- Prompt -
From the entries that follow, report every line in which "players" occurs.

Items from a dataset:
________
//! Simulation command: computer-only games, optionally recorded as JSONL.
//!
//! Game `i` is dealt with seed `base + i`, so a run is reproducible from its
//! base seed. Each game stops after `max_turns` accepted actions; a stopped
//! game is recorded without a winner.
//!
//! # Environment Variables
//!
//! - `UNO_SIM_BREAK_AFTER`: stop after N games and exit as interrupted (for testing)

use crate::commands::{check_table, seat_names};
use crate::error::CliError;
use crate::io_utils::ensure_parent_dir;
use crate::ui;
use std::io::Write;
use uno_ai::{AIOpponent, create_ai};
use uno_engine::engine::{apply_action, initialize_game_with_seed};
use uno_engine::errors::GameError;
use uno_engine::game::GameState;
use uno_engine::logger::{ActionRecord, GameLogger, GameRecord};
use uno_engine::player::PlayerAction;

/// Outcome of one simulated game.
#[derive(Debug, Clone)]
pub struct SimGame {
    pub seed: u64,
    pub final_state: GameState,
    pub actions: Vec<ActionRecord>,
}

impl SimGame {
    pub fn turns(&self) -> u32 {
        self.actions.len() as u32
    }

    pub fn winner(&self) -> Option<usize> {
        self.final_state.winner()
    }
}

/// Plays one game with `ai` in every seat.
///
/// # Errors
///
/// Setup failures, or an opponent submitting an action the engine rejects.
pub fn run_game(
    ai: &dyn AIOpponent,
    names: &[String],
    seed: u64,
    max_turns: u32,
) -> Result<SimGame, GameError> {
    let mut state = initialize_game_with_seed(names, seed)?;
    let mut actions = Vec::new();

    while !state.is_over() && actions.len() < max_turns as usize {
        let seat = state.current_player_index;
        let action = ai.get_action(&state, seat);
        let next = apply_action(&state, seat, action)?;
        let card = match action {
            PlayerAction::Play { hand_index } => state.players[seat].hand.get(hand_index).copied(),
            PlayerAction::Draw if next.players[seat].hand.len() > state.players[seat].hand.len() => {
                next.players[seat].hand.last().copied()
            }
            _ => None,
        };
        actions.push(ActionRecord {
            player_index: seat,
            action,
            card,
        });
        state = next;
    }

    Ok(SimGame {
        seed,
        final_state: state,
        actions,
    })
}

/// Handle the sim command.
///
/// Prints a summary (games, wins per seat, unfinished games, average turns).
/// With `output`, appends one [`GameRecord`] per game to that file.
#[allow(clippy::too_many_arguments)]
pub fn handle_sim_command(
    games: u64,
    players: usize,
    seed: Option<u64>,
    ai_kind: &str,
    max_turns: u32,
    output: Option<String>,
    out: &mut dyn Write,
    err: &mut dyn Write,
) -> Result<(), CliError> {
    if games == 0 {
        ui::write_error(err, "games must be >= 1")?;
        return Err(CliError::InvalidInput("games must be >= 1".to_string()));
    }
    if max_turns == 0 {
        ui::write_error(err, "max_turns must be >= 1")?;
        return Err(CliError::InvalidInput("max_turns must be >= 1".to_string()));
    }
    if let Err(e) = check_table(players, Some(ai_kind)) {
        ui::write_error(err, &e.to_string())?;
        return Err(e);
    }
    let ai = create_ai(ai_kind).map_err(CliError::InvalidInput)?;

    let mut logger = match output.as_deref() {
        Some(p) => {
            let path = std::path::Path::new(p);
            if let Err(e) = ensure_parent_dir(path) {
                ui::write_error(err, &e)?;
                return Err(CliError::Io(std::io::Error::other(e)));
            }
            match GameLogger::create(path) {
                Ok(l) => Some(l),
                Err(e) => {
                    ui::write_error(err, &format!("Failed to open {}: {}", p, e))?;
                    return Err(CliError::Io(e));
                }
            }
        }
        None => None,
    };

    let break_after = std::env::var("UNO_SIM_BREAK_AFTER")
        .ok()
        .and_then(|v| v.parse::<u64>().ok());

    let base_seed = seed.unwrap_or_else(rand::random);
    let names = seat_names(players, false);
    let mut wins = vec![0u64; players];
    let mut unfinished = 0u64;
    let mut total_turns = 0u64;
    let mut completed = 0u64;

    for i in 0..games {
        let game_seed = base_seed.wrapping_add(i);
        let game = run_game(ai.as_ref(), &names, game_seed, max_turns)?;
        total_turns += u64::from(game.turns());
        let result = match game.winner() {
            Some(w) => {
                wins[w] += 1;
                format!("{} wins", names[w])
            }
            None => {
                unfinished += 1;
                format!("stopped after {} turns", game.turns())
            }
        };

        if let Some(l) = logger.as_mut() {
            let record = GameRecord {
                game_id: l.next_id(),
                seed: Some(game.seed),
                players: names.clone(),
                winner: game.winner(),
                turns: game.turns(),
                actions: game.actions,
                result: Some(result),
                ts: None,
                meta: Some(serde_json::json!({ "ai": ai_kind, "max_turns": max_turns })),
            };
            l.write(&record)?;
        }

        completed += 1;
        if let Some(b) = break_after
            && completed == b
            && completed < games
        {
            writeln!(out, "Interrupted: saved {}/{}", completed, games)?;
            return Err(CliError::Interrupted(format!(
                "Interrupted: saved {}/{}",
                completed, games
            )));
        }
    }

    writeln!(out, "Simulated: {} games (base seed {})", completed, base_seed)?;
    for (seat, w) in wins.iter().enumerate() {
        writeln!(out, "  {}: {} wins", names[seat], w)?;
    }
    if unfinished > 0 {
        writeln!(out, "  unfinished: {}", unfinished)?;
    }
    writeln!(
        out,
        "Average turns: {:.1}",
        total_turns as f64 / completed as f64
    )?;
    Ok(())
}

#[cfg(test)]
mod tests {
    use super::*;

    fn sim(games: u64, seed: u64, output: Option<String>) -> (Result<(), CliError>, String, String) {
        let mut out = Vec::new();
        let mut err = Vec::new();
        let r = handle_sim_command(games, 3, Some(seed), "baseline", 1_000, output, &mut out, &mut err);
        (r, String::from_utf8(out).unwrap(), String::from_utf8(err).unwrap())
    }

    #[test]
    fn test_sim_command_basic_execution() {
        let (result, out, _) = sim(2, 42, None);
        assert!(result.is_ok());
        assert!(out.contains("Simulated: 2 games (base seed 42)"));
        assert!(out.contains("Bot 1: "));
        assert!(out.contains("Average turns: "));
    }

    #[test]
    fn test_sim_command_is_deterministic() {
        let (_, a, _) = sim(3, 9, None);
        let (_, b, _) = sim(3, 9, None);
        assert_eq!(a, b);
    }

    #[test]
    fn test_sim_command_zero_games() {
        let (result, _, err) = sim(0, 42, None);
        assert!(result.is_err());
        assert!(err.contains("games must be >= 1"));
    }

    #[test]
    fn test_sim_writes_one_record_per_game() {
        let dir = tempfile::tempdir().unwrap();
        let path = dir.path().join("nested").join("games.jsonl");
        let (result, _, _) = sim(4, 1, Some(path.to_string_lossy().into_owned()));
        assert!(result.is_ok());

        let content = std::fs::read_to_string(&path).unwrap();
        let records: Vec<GameRecord> = content
            .lines()
            .map(|l| serde_json::from_str(l).unwrap())
            .collect();
        assert_eq!(records.len(), 4);
        for (i, r) in records.iter().enumerate() {
            assert_eq!(r.seed, Some(1 + i as u64));
            assert_eq!(r.turns as usize, r.actions.len());
            assert_eq!(r.players.len(), 3);
            assert!(r.ts.is_some());
            assert!(r.game_id.ends_with(&format!("-{:06}", i + 1)));
        }
    }

    #[test]
    fn test_turn_cap_leaves_games_unfinished() {
        let ai = create_ai("baseline").unwrap();
        let names = seat_names(4, false);
        let game = run_game(ai.as_ref(), &names, 3, 1).unwrap();
        assert_eq!(game.turns(), 1);
        assert_eq!(game.winner(), None);
        game.final_state.check_integrity().unwrap();
    }

    #[test]
    fn test_recorded_actions_replay_to_the_same_state() {
        let ai = create_ai("advisor").unwrap();
        let names = seat_names(3, false);
        let game = run_game(ai.as_ref(), &names, 17, 500).unwrap();

        let mut state = initialize_game_with_seed(&names, 17).unwrap();
        for rec in &game.actions {
            state = apply_action(&state, rec.player_index, rec.action).unwrap();
        }
        assert_eq!(state, game.final_state);
    }
}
________
- Task solution -
            PlayerAction::Play { hand_index } => state.players[seat].hand.get(hand_index).copied(),
            PlayerAction::Draw if next.players[seat].hand.len() > state.players[seat].hand.len() => {
                next.players[seat].hand.last().copied()
    players: usize,
    if let Err(e) = check_table(players, Some(ai_kind)) {
    let names = seat_names(players, false);
    let mut wins = vec![0u64; players];
                players: names.clone(),
            assert_eq!(r.players.len(), 3);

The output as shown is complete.